Giles credits George Knight III with the ‘invention’ of evangelical complementarianism, in his 1977 book New Testament Teaching on the Role Relationship of Men and Women.
Knight rejected the traditional idea of men as ‘superior’ and women as ‘inferior’ in favour of the idea that men and women are ‘equal but different’. Their difference comes from the fact that God has assigned different, and indelible, ‘roles’ to each sex. These roles were given in creation, before the fall.
For Knight, Galatians 3:28 speaks only of spiritual equality. 1 Timothy 2:11-14 forbids a woman from teaching in church and from having authority over a man. Her subordination is grounded in creation. The verb authentein speaks positively of the authority which belongs to a male pastor, but which is denied to a woman.
1 Corinthians 11:3 establishes the role relationship of men and women by placing it in a hierarchy of headships, from Father to Son to man to woman. Thus, the subordination of women is grounded not only in creation but also in the eternal life of God. The word kephale denotes superior rank. There are ontological implications, and insofar as this teaching claims that there is an eternally ordered hierarchy within the Trinity, Knight and those who came after him are (claims Giles) breaking with historic orthodoxy, as expressed in the Athanasian Creed and other statements of faith.
In appealing to 1 Corinthians 14:33b-38, Knight argues that this text prohibits women form teaching men in church, and grounds this prohibition in creation.
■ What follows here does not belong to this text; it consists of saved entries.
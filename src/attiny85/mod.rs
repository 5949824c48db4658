//! Classic-core device layer (ATtiny85).
//!
//! This part has no SPI, TWI or USART hardware. Bus masters are built by
//! pairing the generic drivers with the [`usi::Usi`] shift peripheral and
//! the open-drain GPIO handles from this module; asynchronous serial uses
//! [`crate::serial::SoftSerial`] over two plain pins and the cycle-counted
//! [`delay::Delay`] time source.
//!
//! Register addresses are the data-space locations from the datasheet,
//! accessed volatile. Instances are not tracked: constructing two handles
//! to the same peripheral aliases the registers, and the caller serialises
//! access exactly as on the bare metal.

pub mod adc;
pub mod critical;
pub mod delay;
pub mod eeprom;
pub mod gpio;
pub mod power;
pub mod timer0;
pub mod usi;

/// USI-assisted SPI master on PB2/PB1/PB0.
pub type SpiMaster = crate::spi::UsiSpi<usi::Usi>;

/// USI-assisted I2C master on PB2 (SCL) and PB0 (SDA), paced by the
/// busy-wait delay timer.
pub type I2cMaster =
    crate::i2c::UsiI2c<usi::Usi, gpio::OpenDrain, gpio::OpenDrain, delay::Delay>;

/// Software UART over any two pins, paced by the busy-wait delay timer.
pub type SoftUart = crate::serial::SoftSerial<gpio::Output, gpio::Input, delay::Delay>;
Knight’s approach has been almost universally embraced by complementarians. But it is, in fact, merely the traditional position in disguise, re-wording it to make it sound more acceptable to modern ears.
It was in 1991, with the symposium edited by John Piper and Wayne Grudem, Recovering Biblical Manhood and Womanhood: A Response to Evangelical Feminism) that the term ‘complementarianism’ was recuited for the position first development by Knight.
Knight was by no means the first person to speak and write about male and female ‘roles’. What he did was to give this word a new content:
‘For him, a “role” was a creation-given power relationship, allocated on the basis of gender, which was the primary thing that differentiated men and women’ (p48).
Knight’s approach has been followed, exactly, by the Kostenbergers, in their 2016 book God’s Design for Man and Woman.
But, says Giles, there is no justification for predicating male-female differentiation on creational ‘role’ differences.
The word ‘role’ in not found in any widely used English translation of the Bible. Its use in modern English is based on the French equivalent, which originated in the 19th century theatre and then was adopted in the early 20th century by sociologists.
In standard (dictionary) usage, the word ‘role’ (or ‘function’) refers to characteristic behaviours that can change.
Complementarians exploit the word ‘role’ to disguise the fact that what they are really teaching are indelible power differences, in which it is the ‘role’ of men to lead, and of women to follow. But this is a novel use, and a misuse, of the word ‘role’. The word properly applies to characteristic but changeable behaviours. And so we speak of who does the gardening, the shopping, the cooking, as their ‘role’.
But for complementarians, ‘role’ has a completely different meaning. It is a person-defining category. It speaks of fixed power relations, not role relations that may change from person to person and from time to time.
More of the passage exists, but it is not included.